He now has to have an EpiPen handy at all times and is confirmed allergic to casein, so ALL milk products; maybe eggs, to be confirmed or disproved soon; and weirdly, blueberries, which he had eaten with no issues for weeks, if not months. As someone who cannot imagine life without butter or cheese or old-school ice cream, I’m hoping he grows out of these allergies, but he’s his usual cheerful self, especially when he’s not tormented by hives and eczema and other random rashes.

I’d like to think it would be the rare person who would not be touched by the suffering of a little one, but I’m being stretched to think of many others these days, as well. Tomorrow David will have been gone five years, and I have not forgotten the agony of those early days without him.

David DONE smiling for the camera – October 2016

I have three close friends spending their first Christmas without their beloved and one family without their beloved adult son/brother. A few others without one of their parents this Christmas for the first time. Others facing scary, challenging medical diagnoses. And this is just within my circle of acquaintance.
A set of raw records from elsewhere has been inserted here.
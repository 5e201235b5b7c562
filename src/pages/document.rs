//! Document page with segmented markdown content

use maud::{Markup, html};

use crate::components::blocks::blocks;
use crate::components::layout::page_wrapper;
use crate::components::nav::breadcrumb;
use crate::viewer::DocumentPage;

/// Generates HTML page for a rendered document
///
/// Places breadcrumb navigation above the document blocks. Anchors bound
/// to viewer navigation carry their target address in `data-nav` next to
/// the original `href`.
///
/// # Arguments
///
/// * `document`: Loaded document with rewired blocks
///
/// # Returns
///
/// Complete HTML markup for the document page
pub fn generate(document: &DocumentPage) -> Markup {
    let title = document
        .blocks
        .iter()
        .find_map(|block| block.heading_text())
        .unwrap_or_else(|| document.doc_path.clone());

    page_wrapper(
        &title,
        html! {
            (breadcrumb(&document.source.name, &document.source.id, &document.doc_path))
            main {
                (blocks(&document.blocks))
            }
        },
    )
}
//! Markdown rendering into the sanitized node tree.

use comrak::nodes::{AstNode, ListType, NodeValue};
use comrak::{Arena, Options, parse_document};
use tracing::debug;

use crate::dom::{Node, Tag};

/// Href schemes an anchor may keep.
const ALLOWED_SCHEMES: [&str; 3] = ["http", "https", "mailto"];

/// Renders markdown to the restricted document node tree.
///
/// Parses GitHub Flavored Markdown (tables, strikethrough, autolinks, task
/// lists) and maps the syntax tree onto the allowed tags only:
/// - Headings, paragraphs, line breaks, lists, code, blockquotes,
///   emphasis, rules and table elements map to their tag
/// - Links keep their `href` and nothing else; hrefs with a scripting or
///   other unknown scheme are dropped, keeping the link text
/// - Raw HTML, images and front matter are dropped
/// - Every other construct is unwrapped: its tag disappears, its content
///   stays
pub struct MarkdownRenderer<'a> {
    options: Options<'a>,
}

impl<'a> MarkdownRenderer<'a> {
    /// Creates renderer with GitHub Flavored Markdown options.
    pub fn new() -> Self {
        let mut options = Options::default();

        // Extension options (GFM features)
        options.extension.strikethrough = true;
        options.extension.table = true;
        options.extension.autolink = true;
        options.extension.tasklist = true;
        options.extension.front_matter_delimiter = Some("---".to_string());

        Self { options }
    }

    /// Renders markdown content to top-level document nodes.
    ///
    /// # Arguments
    ///
    /// * `content`: Markdown content to render
    ///
    /// # Returns
    ///
    /// Sanitized top-level nodes in document order
    pub fn render(&self, content: &str) -> Vec<Node> {
        let arena = Arena::new();
        let root = parse_document(&arena, content, &self.options);
        let nodes = convert_children(root, false);
        debug!(nodes = nodes.len(), "rendered markdown");
        nodes
    }

    /// Renders markdown content straight to sanitized HTML.
    pub fn render_html(&self, content: &str) -> String {
        crate::dom::to_html(&self.render(content))
    }
}

impl<'a> Default for MarkdownRenderer<'a> {
    fn default() -> Self {
        Self::new()
    }
}

fn convert_children<'a>(node: &'a AstNode<'a>, tight: bool) -> Vec<Node> {
    let mut out = Vec::new();
    for child in node.children() {
        convert(child, tight, &mut out);
    }
    out
}

/// Converts one syntax node, appending results to `out`.
///
/// `tight` marks paragraphs inside tight list items, which render without
/// a `<p>` wrapper.
fn convert<'a>(node: &'a AstNode<'a>, tight: bool, out: &mut Vec<Node>) {
    let data = node.data.borrow();

    match &data.value {
        NodeValue::Heading(heading) => match Tag::heading(heading.level) {
            Some(tag) => out.push(Node::element(tag, convert_children(node, false))),
            None => out.extend(convert_children(node, false)),
        },
        NodeValue::Paragraph if tight => out.extend(convert_children(node, false)),
        NodeValue::Paragraph => out.push(Node::element(Tag::P, convert_children(node, false))),
        NodeValue::Text(text) => out.push(Node::text(text.clone())),
        NodeValue::SoftBreak => out.push(Node::text("\n")),
        NodeValue::LineBreak => out.push(Node::element(Tag::Br, Vec::new())),
        NodeValue::Code(code) => out.push(Node::element(
            Tag::Code,
            vec![Node::text(code.literal.clone())],
        )),
        NodeValue::CodeBlock(block) => out.push(Node::element(
            Tag::Pre,
            vec![Node::element(
                Tag::Code,
                vec![Node::text(block.literal.clone())],
            )],
        )),
        NodeValue::BlockQuote => {
            out.push(Node::element(Tag::Blockquote, convert_children(node, false)))
        }
        NodeValue::List(list) => {
            let tag = match list.list_type {
                ListType::Bullet => Tag::Ul,
                ListType::Ordered => Tag::Ol,
            };
            out.push(Node::element(tag, convert_children(node, list.tight)));
        }
        NodeValue::Item(_) | NodeValue::TaskItem(..) => {
            out.push(Node::element(Tag::Li, convert_children(node, tight)))
        }
        NodeValue::ThematicBreak => out.push(Node::element(Tag::Hr, Vec::new())),
        NodeValue::Emph => out.push(Node::element(Tag::Em, convert_children(node, false))),
        NodeValue::Strong => out.push(Node::element(Tag::Strong, convert_children(node, false))),
        NodeValue::Link(link) => {
            let href = is_safe_href(&link.url).then(|| link.url.clone());
            out.push(Node::anchor(href, convert_children(node, false)));
        }
        NodeValue::Table(..) => out.push(convert_table(node)),
        NodeValue::Image(_)
        | NodeValue::HtmlBlock(_)
        | NodeValue::HtmlInline(_)
        | NodeValue::FrontMatter(_) => {}
        _ => out.extend(convert_children(node, tight)),
    }
}

/// Converts a table, grouping the header row into `thead` and the
/// remaining rows into `tbody`.
fn convert_table<'a>(node: &'a AstNode<'a>) -> Node {
    let mut head = Vec::new();
    let mut body = Vec::new();

    for row in node.children() {
        let header = matches!(row.data.borrow().value, NodeValue::TableRow(true));
        let cell_tag = if header { Tag::Th } else { Tag::Td };

        let cells = row
            .children()
            .map(|cell| Node::element(cell_tag, convert_children(cell, false)))
            .collect();
        let tr = Node::element(Tag::Tr, cells);

        if header {
            head.push(tr);
        } else {
            body.push(tr);
        }
    }

    let mut sections = Vec::new();
    if !head.is_empty() {
        sections.push(Node::element(Tag::Thead, head));
    }
    if !body.is_empty() {
        sections.push(Node::element(Tag::Tbody, body));
    }
    Node::element(Tag::Table, sections)
}

/// Whether href may be kept on an anchor.
///
/// Relative hrefs and fragments are always kept; hrefs with a scheme keep
/// only http, https and mailto.
fn is_safe_href(href: &str) -> bool {
    let trimmed = href.trim();
    let scheme_end = trimmed.find(':');
    let path_start = trimmed.find(['/', '?', '#']);

    match (scheme_end, path_start) {
        (Some(colon), Some(path)) if path < colon => true,
        (Some(colon), _) => {
            let scheme = &trimmed[..colon];
            ALLOWED_SCHEMES
                .iter()
                .any(|allowed| scheme.eq_ignore_ascii_case(allowed))
        }
        (None, _) => true,
    }
}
I watched a movie recently, The Swimmers, chosen because I love stories of underdogs succeeding against all odds, but I had no idea what it would do to me. This depiction of the plight of immigrants wrecked me. I know the numbers are overwhelming and the solutions are complex, but I had allowed that to numb me into mostly putting it out of my mind. I no longer can.

I’m increasingly convinced this month that the gift God is trying to give me this Christmas is compassion on a whole new level. I’m certainly feeling a lot of empathy. My heart has been breaking this month more than usual–in a good way, if that makes sense. But compassion requires action, not just feelings. So here’s hoping I (and all of us) can put hands and feet to work for the good of others. To continue to feel and express gratitude for beauty, like this Christmas sunrise. . .

Christmas Morning 2022

. . . while also living in such a way as to teach our little ones . . .

Beckett – 30 November 2022

. . . to be mindful of others, to both feel empathy and live compassion.

Grace and peace to you!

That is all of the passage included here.